Although many people are familiar with cannabis’ psychoactive effects and applications for pain management (both of which are dominant with THC), another very important cannabinoid is cannabidiol, or CBD. We have discussed CBD alongside THC in previous posts, but this one will be dedicated completely to the former.

First of all, the physiological and psychological effects of cannabis come from phytocannabinoids, which are chemical compounds (‘cannabinoids’) found naturally in the cannabis plant. Although there are about 85 cannabinoids, the two most studied and used medicinally so far are THC (delta 9 tetrahydrocannabinol) and CBD (Cannabidiol) (Greydanus & Merrick 2016; Hand et al 2016; Nahtigal et al 2016).

CBD is considered non-psychoactive, and is often prescribed to relieve symptoms treatable through medical cannabis while avoiding or minimizing the consciousness-altering effects, leading to successful treatments with children (Leweke et al 2012; Joy et al 1999; McCormick et al 2017).
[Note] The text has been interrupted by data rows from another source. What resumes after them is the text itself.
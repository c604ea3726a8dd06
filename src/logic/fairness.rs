//! Fairness tracking: who played in which round, and who has been waiting.

use crate::models::{ParticipantId, Team};
use serde::{Deserialize, Serialize};
use std::collections::HashMap;

/// Last round each participant played. Absent means never played.
#[derive(Clone, Debug, Default, Eq, PartialEq, Serialize, Deserialize)]
pub struct FairnessTracker {
    last_played: HashMap<ParticipantId, u32>,
}

impl FairnessTracker {
    pub fn new() -> Self {
        Self::default()
    }

    /// Mark each participant as having played `round`. Repeating the call is a no-op.
    pub fn record_round_played<'a, I>(&mut self, participants: I, round: u32)
    where
        I: IntoIterator<Item = &'a ParticipantId>,
    {
        for p in participants {
            self.last_played.insert(p.clone(), round);
        }
    }

    pub fn last_played(&self, participant: &str) -> Option<u32> {
        self.last_played.get(participant).copied()
    }

    /// True when the participant did not play the round before `round`.
    pub fn is_idle(&self, participant: &str, round: u32) -> bool {
        match self.last_played(participant) {
            Some(last) => round == 0 || last != round - 1,
            None => true,
        }
    }

    /// True when the participant already finished a match of `round`.
    pub fn played_in(&self, participant: &str, round: u32) -> bool {
        self.last_played(participant) == Some(round)
    }

    /// Split `all` into (idle, recent) for `round`, keeping roster order in each half.
    pub fn idle_partition(
        &self,
        round: u32,
        all: &[ParticipantId],
    ) -> (Vec<ParticipantId>, Vec<ParticipantId>) {
        all.iter()
            .cloned()
            .partition(|p| self.is_idle(p, round))
    }

    /// How many of the team's two members are idle for `round`.
    pub fn idle_count(&self, team: &Team, round: u32) -> usize {
        team.players.iter().filter(|p| self.is_idle(p, round)).count()
    }
}

#[cfg(test)]
mod tests {
    use super::*;

    fn names(list: &[&str]) -> Vec<ParticipantId> {
        list.iter().map(|s| s.to_string()).collect()
    }

    #[test]
    fn never_played_counts_as_idle() {
        let tracker = FairnessTracker::new();
        let all = names(&["Ana", "Ben", "Cid"]);
        let (idle, recent) = tracker.idle_partition(1, &all);
        assert_eq!(idle, all);
        assert!(recent.is_empty());
    }

    #[test]
    fn partition_is_stable_not_sorted_by_recency() {
        let mut tracker = FairnessTracker::new();
        let all = names(&["Ana", "Ben", "Cid", "Dee", "Eve"]);
        tracker.record_round_played(&names(&["Ben", "Dee"]), 3);
        tracker.record_round_played(&names(&["Eve"]), 1);
        tracker.record_round_played(&names(&["Ana"]), 2);

        let (idle, recent) = tracker.idle_partition(4, &all);
        assert_eq!(idle, names(&["Ana", "Cid", "Eve"]));
        assert_eq!(recent, names(&["Ben", "Dee"]));
    }

    #[test]
    fn recording_twice_is_idempotent() {
        let mut tracker = FairnessTracker::new();
        let ana = names(&["Ana"]);
        tracker.record_round_played(&ana, 2);
        let before = tracker.clone();
        tracker.record_round_played(&ana, 2);
        assert_eq!(tracker, before);
        assert!(tracker.played_in("Ana", 2));
        assert!(!tracker.is_idle("Ana", 3));
    }

    #[test]
    fn idle_count_per_team() {
        let mut tracker = FairnessTracker::new();
        tracker.record_round_played(&names(&["Ana"]), 1);
        let team = Team::new("Red", "Ana", "Ben");
        assert_eq!(tracker.idle_count(&team, 2), 1);
        assert_eq!(tracker.idle_count(&team, 3), 2);
    }
}
//! Tournament setup input and the immutable per-tournament configuration.

use crate::models::player::{ParticipantId, Team};
use crate::models::tournament::TournamentError;
use serde::{Deserialize, Serialize};
use std::collections::HashSet;

/// How participants are grouped onto courts.
#[derive(Clone, Copy, Debug, Default, Eq, PartialEq, Serialize, Deserialize)]
#[serde(rename_all = "snake_case")]
pub enum TournamentFormat {
    /// Americano: partners are reshuffled every round.
    #[default]
    Individual,
    /// Teams of two stay together; only the opponents rotate.
    FixedPartner,
}

impl std::fmt::Display for TournamentFormat {
    fn fmt(&self, f: &mut std::fmt::Formatter<'_>) -> std::fmt::Result {
        match self {
            TournamentFormat::Individual => write!(f, "Americano"),
            TournamentFormat::FixedPartner => write!(f, "Fixed Partner"),
        }
    }
}

/// Roster in declared order. The order matters: it breaks fairness ties.
#[derive(Clone, Debug, Eq, PartialEq, Serialize, Deserialize)]
#[serde(tag = "kind", content = "entries", rename_all = "snake_case")]
pub enum Roster {
    Individuals(Vec<ParticipantId>),
    Teams(Vec<Team>),
}

/// What the setup screens hand over to the core.
#[derive(Clone, Debug, Serialize, Deserialize)]
pub struct RosterInput {
    pub name: String,
    #[serde(default)]
    pub format: TournamentFormat,
    #[serde(default = "default_court_count")]
    pub court_count: u32,
    #[serde(default = "default_target_points")]
    pub target_points: u32,
    #[serde(default)]
    pub players: Vec<String>,
    #[serde(default)]
    pub teams: Vec<Team>,
}

fn default_court_count() -> u32 {
    1
}

/// Matches the setup form's default (the other offered option is 21).
fn default_target_points() -> u32 {
    16
}

/// Immutable configuration of one tournament.
#[derive(Clone, Debug, Eq, PartialEq, Serialize, Deserialize)]
pub struct TournamentConfig {
    pub name: String,
    pub court_count: u32,
    pub target_points: u32,
    pub roster: Roster,
}

impl TournamentConfig {
    /// Validate setup input. Names are trimmed and must be unique (case-insensitive);
    /// teams must be disjoint. Minimum roster size is checked when scheduling.
    pub fn from_input(input: RosterInput) -> Result<Self, TournamentError> {
        let name = input.name.trim();
        if name.is_empty() {
            return Err(TournamentError::InvalidRoster("Tournament name is required".into()));
        }
        if input.court_count == 0 {
            return Err(TournamentError::InvalidRoster("Court count must be at least 1".into()));
        }
        if input.target_points == 0 {
            return Err(TournamentError::InvalidRoster("Target points must be greater than 0".into()));
        }

        let mut seen = HashSet::new();
        let roster = match input.format {
            TournamentFormat::Individual => {
                if !input.teams.is_empty() {
                    return Err(TournamentError::InvalidRoster(
                        "Teams are only used in fixed-partner tournaments".into(),
                    ));
                }
                let players = input
                    .players
                    .iter()
                    .map(|p| unique_name(p, &mut seen))
                    .collect::<Result<Vec<_>, _>>()?;
                Roster::Individuals(players)
            }
            TournamentFormat::FixedPartner => {
                if !input.players.is_empty() {
                    return Err(TournamentError::InvalidRoster(
                        "Fixed-partner tournaments take teams, not individual players".into(),
                    ));
                }
                let mut teams = Vec::with_capacity(input.teams.len());
                for (i, team) in input.teams.into_iter().enumerate() {
                    let first = unique_name(&team.players[0], &mut seen)?;
                    let second = unique_name(&team.players[1], &mut seen)?;
                    let label = match team.label.trim() {
                        "" => format!("Team {}", i + 1),
                        l => l.to_string(),
                    };
                    teams.push(Team {
                        label,
                        color: team.color,
                        players: [first, second],
                    });
                }
                Roster::Teams(teams)
            }
        };

        Ok(Self {
            name: name.to_string(),
            court_count: input.court_count,
            target_points: input.target_points,
            roster,
        })
    }

    pub fn format(&self) -> TournamentFormat {
        match self.roster {
            Roster::Individuals(_) => TournamentFormat::Individual,
            Roster::Teams(_) => TournamentFormat::FixedPartner,
        }
    }

    /// Every participant in roster order (team members flattened in team order).
    pub fn participants(&self) -> Vec<ParticipantId> {
        match &self.roster {
            Roster::Individuals(players) => players.clone(),
            Roster::Teams(teams) => teams.iter().flat_map(|t| t.players.iter().cloned()).collect(),
        }
    }
}

fn unique_name(raw: &str, seen: &mut HashSet<String>) -> Result<ParticipantId, TournamentError> {
    let name = raw.trim();
    if name.is_empty() {
        return Err(TournamentError::InvalidRoster("Player names cannot be empty".into()));
    }
    if !seen.insert(name.to_lowercase()) {
        return Err(TournamentError::InvalidRoster(format!(
            "Player \"{}\" appears more than once",
            name
        )));
    }
    Ok(name.to_string())
}

#[cfg(test)]
mod tests {
    use super::*;

    fn input(players: &[&str]) -> RosterInput {
        RosterInput {
            name: "Friday night".into(),
            format: TournamentFormat::Individual,
            court_count: 2,
            target_points: 16,
            players: players.iter().map(|p| p.to_string()).collect(),
            teams: Vec::new(),
        }
    }

    #[test]
    fn trims_names_and_keeps_roster_order() {
        let cfg = TournamentConfig::from_input(input(&[" Ana ", "Ben", "Cid ", "Dee"])).unwrap();
        assert_eq!(cfg.participants(), vec!["Ana", "Ben", "Cid", "Dee"]);
        assert_eq!(cfg.format(), TournamentFormat::Individual);
    }

    #[test]
    fn rejects_case_insensitive_duplicates() {
        let err = TournamentConfig::from_input(input(&["Ana", "ana", "Ben", "Cid"])).unwrap_err();
        assert!(matches!(err, TournamentError::InvalidRoster(_)));
    }

    #[test]
    fn rejects_zero_courts_and_zero_target() {
        let mut i = input(&["Ana", "Ben", "Cid", "Dee"]);
        i.court_count = 0;
        assert!(TournamentConfig::from_input(i).is_err());
        let mut i = input(&["Ana", "Ben", "Cid", "Dee"]);
        i.target_points = 0;
        assert!(TournamentConfig::from_input(i).is_err());
    }

    #[test]
    fn teams_must_be_disjoint() {
        let i = RosterInput {
            name: "Pairs".into(),
            format: TournamentFormat::FixedPartner,
            court_count: 1,
            target_points: 21,
            players: Vec::new(),
            teams: vec![Team::new("Red", "Ana", "Ben"), Team::new("Blue", "Ben", "Cid")],
        };
        assert!(matches!(
            TournamentConfig::from_input(i),
            Err(TournamentError::InvalidRoster(_))
        ));
    }

    #[test]
    fn blank_team_labels_get_numbered() {
        let i = RosterInput {
            name: "Pairs".into(),
            format: TournamentFormat::FixedPartner,
            court_count: 1,
            target_points: 21,
            players: Vec::new(),
            teams: vec![Team::new("", "Ana", "Ben"), Team::new("Blue", "Cid", "Dee")],
        };
        let cfg = TournamentConfig::from_input(i).unwrap();
        match cfg.roster {
            Roster::Teams(teams) => {
                assert_eq!(teams[0].label, "Team 1");
                assert_eq!(teams[1].label, "Blue");
            }
            Roster::Individuals(_) => panic!("expected teams"),
        }
    }

    #[test]
    fn defaults_apply_when_fields_are_missing() {
        let i: RosterInput =
            serde_json::from_str(r#"{"name":"Quick","players":["A","B","C","D"]}"#).unwrap();
        assert_eq!(i.court_count, 1);
        assert_eq!(i.target_points, 16);
        assert_eq!(i.format, TournamentFormat::Individual);
    }
}
//! Tournament business logic: fairness, scheduling, scoring, round lifecycle.

mod fairness;
mod rounds;
mod scheduler;
mod scoring;

pub use fairness::FairnessTracker;
pub use rounds::{complete_round, reroll_round, start_tournament};
pub use scheduler::{
    all_courts, schedule_individuals, schedule_round, schedule_teams, PLAYERS_PER_COURT,
    TEAMS_PER_COURT,
};
pub use scoring::{complete_match, decrement_score, increment_score, set_score};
Higher levels of CBD are typically found in Indica strains of the cannabis plant, which also have more balanced mixtures of CBD and THC. These strains are short and wide, and have general effects of relaxation and sleepiness. For this reason, Indica strains are typically prescribed for evening and night-time use. CBD has many potential medicinal effects, and has been shown to be positive in addressing inflammation, pain, anxiety, nausea, psychosis and spasms (Dowsett et al 2017; McCormick et al 2017; ). Recent research has even shown that CBD has potential to treat addictions by blocking the reward effects of certain drugs.

An important consideration is that CBD is very often prescribed with THC in various doses, as they have interaction effects which lead to some of the benefits of CBD.

Talk to your physician and patient coordinator to learn more about CBD and how it can be used to improve your quality of life.

 

References

  • Dowsett, L.E. et al. 2017. Cannabis Evidence Series: An Evidence Synthesis. Calgary: Government of Alberta.
  • Greydanus, D.E., & Merrick, J. 2016. Cannabis or marijuana: A review. Journal of Pain Management, 9(4), 347-373.
  • Hand, A., Blake, A., Kerrigan, P., Samuel, P., Friedberg, J. (2016). History of Medical Cannabis. Journal of Pain Management, 9(4), 387-394.
  • Joy et al eds. (1999). Marijuana and medicine: assessing the scientific base. National Academies Press.
  • Leweke et al (2012). Cannabidiol enhances anandamide signalling and alleviates psychotic symptoms of schizophrenia. Translational Psychiatry, 2(3)
  • McCormick, M. et al. (2017). The Health Effects of Cannabis and Cannabinoids: The Current State of Evidence and Recommendations for Research. Washington: The National Academies Press.
  • Nahtigal et al. 2016. The pharmacological properties of Cannabis. Journal of Pain Management, 9(4), 481-491.